Instructions for the task: The expected output is a verbatim reprint of the lines from the beginning of the data that follows through the line that contains "Specializations are presets".

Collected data
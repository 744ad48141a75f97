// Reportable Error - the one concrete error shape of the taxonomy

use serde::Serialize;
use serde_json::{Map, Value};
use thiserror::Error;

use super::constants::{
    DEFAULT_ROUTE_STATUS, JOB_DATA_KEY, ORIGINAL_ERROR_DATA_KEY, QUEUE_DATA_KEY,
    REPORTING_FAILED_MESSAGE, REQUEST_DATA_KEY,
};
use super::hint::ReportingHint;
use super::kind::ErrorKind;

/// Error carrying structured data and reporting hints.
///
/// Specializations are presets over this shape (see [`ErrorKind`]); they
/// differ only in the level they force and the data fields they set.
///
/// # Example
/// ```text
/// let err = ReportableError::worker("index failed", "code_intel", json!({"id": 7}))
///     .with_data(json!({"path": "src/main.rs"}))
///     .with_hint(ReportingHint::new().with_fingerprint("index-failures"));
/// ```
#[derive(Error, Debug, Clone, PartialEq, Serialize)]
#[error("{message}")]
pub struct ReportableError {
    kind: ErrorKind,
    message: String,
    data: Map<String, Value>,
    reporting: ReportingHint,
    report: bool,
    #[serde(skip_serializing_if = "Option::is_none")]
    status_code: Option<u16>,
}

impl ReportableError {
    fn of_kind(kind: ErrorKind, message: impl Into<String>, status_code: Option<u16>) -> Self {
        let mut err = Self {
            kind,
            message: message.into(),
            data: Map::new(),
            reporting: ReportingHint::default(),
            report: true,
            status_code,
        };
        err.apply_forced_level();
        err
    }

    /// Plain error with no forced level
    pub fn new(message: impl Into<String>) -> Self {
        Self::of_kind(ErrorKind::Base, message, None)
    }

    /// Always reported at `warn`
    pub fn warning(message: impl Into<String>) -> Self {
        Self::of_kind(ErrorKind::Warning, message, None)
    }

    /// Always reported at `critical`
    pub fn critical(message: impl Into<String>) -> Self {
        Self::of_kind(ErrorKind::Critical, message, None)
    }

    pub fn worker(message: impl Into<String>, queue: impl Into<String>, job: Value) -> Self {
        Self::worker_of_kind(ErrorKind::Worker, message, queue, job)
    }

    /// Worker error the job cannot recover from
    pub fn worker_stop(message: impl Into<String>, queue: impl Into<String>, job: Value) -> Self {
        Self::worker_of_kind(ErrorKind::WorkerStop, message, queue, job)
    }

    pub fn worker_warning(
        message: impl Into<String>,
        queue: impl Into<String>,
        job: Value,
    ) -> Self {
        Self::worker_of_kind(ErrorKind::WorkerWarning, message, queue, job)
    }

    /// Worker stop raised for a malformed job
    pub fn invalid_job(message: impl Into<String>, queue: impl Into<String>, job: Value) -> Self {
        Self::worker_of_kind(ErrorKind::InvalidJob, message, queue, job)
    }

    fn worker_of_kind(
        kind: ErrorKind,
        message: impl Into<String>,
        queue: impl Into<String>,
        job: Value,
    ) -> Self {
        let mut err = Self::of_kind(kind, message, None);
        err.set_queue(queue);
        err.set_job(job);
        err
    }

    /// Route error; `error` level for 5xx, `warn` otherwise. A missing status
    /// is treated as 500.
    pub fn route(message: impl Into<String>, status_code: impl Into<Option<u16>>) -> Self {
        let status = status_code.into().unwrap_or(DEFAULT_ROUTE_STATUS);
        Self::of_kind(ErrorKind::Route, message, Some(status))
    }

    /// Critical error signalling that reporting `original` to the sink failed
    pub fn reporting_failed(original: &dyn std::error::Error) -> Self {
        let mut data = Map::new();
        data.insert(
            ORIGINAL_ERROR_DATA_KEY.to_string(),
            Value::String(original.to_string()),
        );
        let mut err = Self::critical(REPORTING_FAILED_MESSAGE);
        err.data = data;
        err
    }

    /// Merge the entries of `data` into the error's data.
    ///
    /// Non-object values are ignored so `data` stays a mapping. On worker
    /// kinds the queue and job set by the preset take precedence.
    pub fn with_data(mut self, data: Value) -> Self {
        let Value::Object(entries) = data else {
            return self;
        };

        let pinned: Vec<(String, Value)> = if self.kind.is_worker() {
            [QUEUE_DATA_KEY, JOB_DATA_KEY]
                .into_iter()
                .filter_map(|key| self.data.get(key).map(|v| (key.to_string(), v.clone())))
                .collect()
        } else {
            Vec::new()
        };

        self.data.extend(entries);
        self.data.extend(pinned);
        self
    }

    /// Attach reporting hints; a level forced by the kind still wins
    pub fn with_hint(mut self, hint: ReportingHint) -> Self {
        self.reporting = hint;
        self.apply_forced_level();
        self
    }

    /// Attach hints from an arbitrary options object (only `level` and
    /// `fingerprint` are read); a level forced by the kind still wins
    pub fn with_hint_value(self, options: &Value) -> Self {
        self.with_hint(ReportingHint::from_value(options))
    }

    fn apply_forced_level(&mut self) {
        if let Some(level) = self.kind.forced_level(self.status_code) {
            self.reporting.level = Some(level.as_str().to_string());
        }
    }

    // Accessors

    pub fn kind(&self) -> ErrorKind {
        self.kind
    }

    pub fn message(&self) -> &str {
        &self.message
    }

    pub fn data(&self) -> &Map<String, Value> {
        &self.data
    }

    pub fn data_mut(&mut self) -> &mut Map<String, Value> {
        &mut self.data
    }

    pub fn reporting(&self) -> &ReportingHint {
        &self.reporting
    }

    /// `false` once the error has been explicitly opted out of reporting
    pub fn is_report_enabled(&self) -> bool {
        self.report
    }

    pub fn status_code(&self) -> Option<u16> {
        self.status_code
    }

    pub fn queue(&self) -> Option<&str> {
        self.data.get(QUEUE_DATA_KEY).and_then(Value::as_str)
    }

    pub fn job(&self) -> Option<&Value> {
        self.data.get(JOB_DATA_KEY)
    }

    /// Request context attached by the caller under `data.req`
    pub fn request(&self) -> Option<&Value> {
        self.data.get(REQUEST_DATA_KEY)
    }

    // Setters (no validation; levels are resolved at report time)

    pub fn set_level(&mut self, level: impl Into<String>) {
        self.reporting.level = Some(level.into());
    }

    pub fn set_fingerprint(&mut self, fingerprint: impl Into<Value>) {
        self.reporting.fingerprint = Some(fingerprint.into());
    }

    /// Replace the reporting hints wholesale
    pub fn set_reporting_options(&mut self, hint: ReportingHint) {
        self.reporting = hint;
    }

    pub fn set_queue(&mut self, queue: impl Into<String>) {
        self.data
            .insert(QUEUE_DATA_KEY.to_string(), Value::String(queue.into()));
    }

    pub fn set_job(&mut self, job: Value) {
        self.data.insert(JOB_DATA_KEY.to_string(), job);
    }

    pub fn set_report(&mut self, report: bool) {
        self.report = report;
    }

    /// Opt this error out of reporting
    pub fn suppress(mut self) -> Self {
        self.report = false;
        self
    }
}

Answer to this problem:
repository 744ad48141a75f97
// Reportable Error - the one concrete error shape of the taxonomy

use serde::Serialize;
use serde_json::{Map, Value};
use thiserror::Error;

use super::constants::{
    DEFAULT_ROUTE_STATUS, JOB_DATA_KEY, ORIGINAL_ERROR_DATA_KEY, QUEUE_DATA_KEY,
    REPORTING_FAILED_MESSAGE, REQUEST_DATA_KEY,
};
use super::hint::ReportingHint;
use super::kind::ErrorKind;

/// Error carrying structured data and reporting hints.
///
/// Specializations are presets over this shape (see [`ErrorKind`]); they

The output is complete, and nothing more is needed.